*** Information shown ***

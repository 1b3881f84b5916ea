use std::path::PathBuf;
use std::sync::Arc;

use expect_test::expect;
use svelsp::host::{Capability, Provider, Section};
use svelsp::{create_host, discover_settings, Document, LsConfig, PluginHost};
use tower_lsp::lsp_types::{
    Diagnostic, DiagnosticSeverity, Hover, HoverContents, MarkedString, NumberOrString, Position,
    SymbolInformation, SymbolKind, Url,
};

// ---------------------------------------------------------------------------
// Helpers
// ---------------------------------------------------------------------------

/// Format diagnostics into a deterministic, human-readable string.
///
/// Each diagnostic becomes one line:
///   <start_line>:<start_col>-<end_line>:<end_col> <severity> [<code>]: <message>
fn format_diagnostics(diagnostics: &[Diagnostic]) -> String {
    if diagnostics.is_empty() {
        return "OK (no diagnostics)".to_string();
    }

    let mut lines: Vec<String> = diagnostics
        .iter()
        .map(|d| {
            let range = &d.range;
            let severity = match d.severity {
                Some(DiagnosticSeverity::ERROR) => "error",
                Some(DiagnosticSeverity::WARNING) => "warning",
                Some(DiagnosticSeverity::INFORMATION) => "info",
                Some(DiagnosticSeverity::HINT) => "hint",
                _ => "unknown",
            };
            let code = match &d.code {
                Some(NumberOrString::String(s)) => format!(" [{}]", s),
                Some(NumberOrString::Number(n)) => format!(" [{}]", n),
                None => String::new(),
            };
            format!(
                "{}:{}-{}:{} {}{}: {}",
                range.start.line,
                range.start.character,
                range.end.line,
                range.end.character,
                severity,
                code,
                d.message,
            )
        })
        .collect();

    lines.sort();
    lines.join("\n")
}

/// One line per symbol, in the order providers returned them.
fn format_symbols(symbols: &[SymbolInformation]) -> String {
    symbols
        .iter()
        .map(|s| {
            let kind = match s.kind {
                SymbolKind::CLASS => "class",
                SymbolKind::MODULE => "module",
                SymbolKind::VARIABLE => "variable",
                SymbolKind::CONSTANT => "constant",
                SymbolKind::FUNCTION => "function",
                _ => "other",
            };
            let range = s.location.range;
            format!(
                "{} {} {}:{}-{}:{}",
                s.name,
                kind,
                range.start.line,
                range.start.character,
                range.end.line,
                range.end.character,
            )
        })
        .collect::<Vec<_>>()
        .join("\n")
}

fn app_uri() -> Url {
    Url::parse("file:///workspace/App.svelte").unwrap()
}

fn open(host: &PluginHost, text: &str) -> Arc<Document> {
    host.documents()
        .open_client_document(app_uri(), text.to_string(), 1, "svelte")
}

fn fixture(path: &str) -> PathBuf {
    PathBuf::from(env!("CARGO_MANIFEST_DIR"))
        .join("tests/fixtures")
        .join(path)
}

const COMPONENT: &str = "<script>
  export let name = 'world';
  function greet() { return name; }
</script>
<style>
  h1 { colr: red; }
  .empty {}
</style>
{#each items as item}
  <h1>{item}</h1>
";

// ---------------------------------------------------------------------------
// Tests: projection through fragments
// ---------------------------------------------------------------------------

#[tokio::test]
async fn style_hover_lands_inside_the_style_block() {
    let host = create_host(LsConfig::default());
    let doc = open(&host, "<h1>Hi</h1>\n<style>h1{color:blue}</style>");

    // Offset 23 is inside `color`.
    let hover = host
        .hover(&app_uri(), doc.position_at(23))
        .await
        .unwrap()
        .unwrap();
    let range = hover.range.unwrap();
    assert_eq!(doc.offset_at(range.start), 22);
    assert_eq!(doc.offset_at(range.end), 27);
    assert!((19..=33).contains(&doc.offset_at(range.start)));
}

#[tokio::test]
async fn diagnostics_from_every_provider_use_component_coordinates() {
    let host = create_host(LsConfig::default());
    open(&host, COMPONENT);

    let diagnostics = host.diagnostics(&app_uri()).await.unwrap();
    let expected = expect![[r#"
        5:7-5:11 warning [unknown-property]: Unknown property: 'colr'
        6:2-6:11 warning [empty-rule]: Do not use empty rulesets
        8:0-8:6 error [unclosed-block]: {#each} block is never closed"#]];
    expected.assert_eq(&format_diagnostics(&diagnostics));
}

#[tokio::test]
async fn symbols_from_style_and_generated_script() {
    let host = create_host(LsConfig::default());
    open(&host, COMPONENT);

    let symbols = host.document_symbols(&app_uri()).await.unwrap();
    let expected = expect![[r#"
        h1 class 5:2-5:19
        .empty class 6:2-6:11
        name variable 1:13-1:17
        greet function 2:11-2:16"#]];
    expected.assert_eq(&format_symbols(&symbols));
}

#[tokio::test]
async fn definition_in_script_points_at_the_exported_prop() {
    let host = create_host(LsConfig::default());
    open(&host, COMPONENT);

    // `name` inside `return name;`
    let links = host
        .definitions(&app_uri(), Position::new(2, 30))
        .await
        .unwrap();
    assert_eq!(links.len(), 1);
    assert_eq!(links[0].target_uri, app_uri());
    assert_eq!(links[0].target_selection_range.start, Position::new(1, 13));
    assert_eq!(links[0].target_selection_range.end, Position::new(1, 17));
}

#[tokio::test]
async fn requests_for_unknown_documents_are_errors() {
    let host = create_host(LsConfig::default());
    let error = host.hover(&app_uri(), Position::new(0, 0)).await.unwrap_err();
    assert!(matches!(error, svelsp::Error::UnknownDocument(_)));
}

// ---------------------------------------------------------------------------
// Tests: dispatch
// ---------------------------------------------------------------------------

struct Fixed {
    name: &'static str,
    section: Section,
    hover: Option<&'static str>,
    fail: bool,
}

#[tower_lsp::async_trait]
impl Provider for Fixed {
    fn name(&self) -> &'static str {
        self.name
    }

    fn section(&self) -> Section {
        self.section
    }

    fn capabilities(&self) -> &[Capability] {
        &[Capability::Hover, Capability::Diagnostics]
    }

    async fn hover(&self, _document: &Document, _position: Position) -> svelsp::error::Result<Option<Hover>> {
        if self.fail {
            return Err(svelsp::Error::Provider {
                name: self.name,
                message: "boom".to_string(),
            });
        }
        Ok(self.hover.map(|text| Hover {
            contents: HoverContents::Scalar(MarkedString::String(text.to_string())),
            range: None,
        }))
    }

    async fn diagnostics(&self, _document: &Document) -> svelsp::error::Result<Vec<Diagnostic>> {
        if self.fail {
            panic!("{} panicked", self.name);
        }
        Ok(vec![Diagnostic {
            message: self.name.to_string(),
            ..Default::default()
        }])
    }
}

fn fixed(name: &'static str, section: Section, hover: Option<&'static str>, fail: bool) -> Arc<dyn Provider> {
    Arc::new(Fixed {
        name,
        section,
        hover,
        fail,
    })
}

fn bare_host(config: LsConfig) -> PluginHost {
    PluginHost::new(
        Arc::new(svelsp::DocumentManager::new()),
        Arc::new(svelsp::ConfigManager::new(config)),
    )
}

#[tokio::test]
async fn first_non_null_skips_failures_and_nulls() {
    let host = bare_host(LsConfig::default());
    host.register(fixed("failing", Section::Svelte, Some("never"), true));
    host.register(fixed("empty", Section::Css, None, false));
    host.register(fixed("answer", Section::Typescript, Some("42"), false));
    host.register(fixed("late", Section::Typescript, Some("late"), false));
    open(&host, "<p></p>");

    let hover = host.hover(&app_uri(), Position::new(0, 0)).await.unwrap();
    assert_eq!(
        hover.map(|h| h.contents),
        Some(HoverContents::Scalar(MarkedString::String("42".into())))
    );
}

#[tokio::test]
async fn collect_keeps_registration_order_and_survives_panics() {
    let host = bare_host(LsConfig::default());
    host.register(fixed("first", Section::Svelte, None, false));
    host.register(fixed("panicking", Section::Css, None, true));
    host.register(fixed("third", Section::Typescript, None, false));
    open(&host, "<p></p>");

    let diagnostics = host.diagnostics(&app_uri()).await.unwrap();
    let messages: Vec<_> = diagnostics.iter().map(|d| d.message.as_str()).collect();
    assert_eq!(messages, ["first", "third"]);
}

#[tokio::test]
async fn disabled_sections_are_not_dispatched() {
    let mut config = LsConfig::default();
    config.typescript.hover.enable = false;
    let host = bare_host(config);
    host.register(fixed("script", Section::Typescript, Some("hidden"), false));
    host.register(fixed("css", Section::Css, Some("shown"), false));
    open(&host, "<p></p>");

    let hover = host.hover(&app_uri(), Position::new(0, 0)).await.unwrap();
    assert_eq!(
        hover.map(|h| h.contents),
        Some(HoverContents::Scalar(MarkedString::String("shown".into())))
    );
}

// ---------------------------------------------------------------------------
// Tests: workspace settings
// ---------------------------------------------------------------------------

#[tokio::test]
async fn workspace_settings_shape_results() {
    let source = std::fs::read_to_string(fixture("workspace/src/App.svelte")).unwrap();

    let defaults = create_host(LsConfig::default());
    open(&defaults, &source);
    let diagnostics = defaults.diagnostics(&app_uri()).await.unwrap();
    let expected = expect![[
        r#"9:0-9:7 warning [duplicate-block]: A component can only have one <style> element"#
    ]];
    expected.assert_eq(&format_diagnostics(&diagnostics));
    assert!(defaults
        .hover(&app_uri(), Position::new(7, 6))
        .await
        .unwrap()
        .is_some());

    let (patch, dir) = discover_settings(&fixture("workspace/src"));
    assert_eq!(dir, fixture("workspace"));
    let mut config = LsConfig::default();
    config.apply(&patch);
    let configured = create_host(config);
    open(&configured, &source);

    let diagnostics = configured.diagnostics(&app_uri()).await.unwrap();
    let expected = expect![[r#"OK (no diagnostics)"#]];
    expected.assert_eq(&format_diagnostics(&diagnostics));
    assert!(configured
        .hover(&app_uri(), Position::new(7, 6))
        .await
        .unwrap()
        .is_none());
    assert_eq!(
        configured.config().get("css.hover.enable"),
        Some(serde_json::Value::Bool(false))
    );
}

*** End of Information shown ***

How to complete this task:
Where a line above contains the string "register", copy that line.

Exercise answer:
    host.register(fixed("failing", Section::Svelte, Some("never"), true));
    host.register(fixed("empty", Section::Css, None, false));
    host.register(fixed("answer", Section::Typescript, Some("42"), false));
    host.register(fixed("late", Section::Typescript, Some("late"), false));
    host.register(fixed("first", Section::Svelte, None, false));
    host.register(fixed("panicking", Section::Css, None, true));
    host.register(fixed("third", Section::Typescript, None, false));
    host.register(fixed("script", Section::Typescript, Some("hidden"), false));
    host.register(fixed("css", Section::Css, Some("shown"), false));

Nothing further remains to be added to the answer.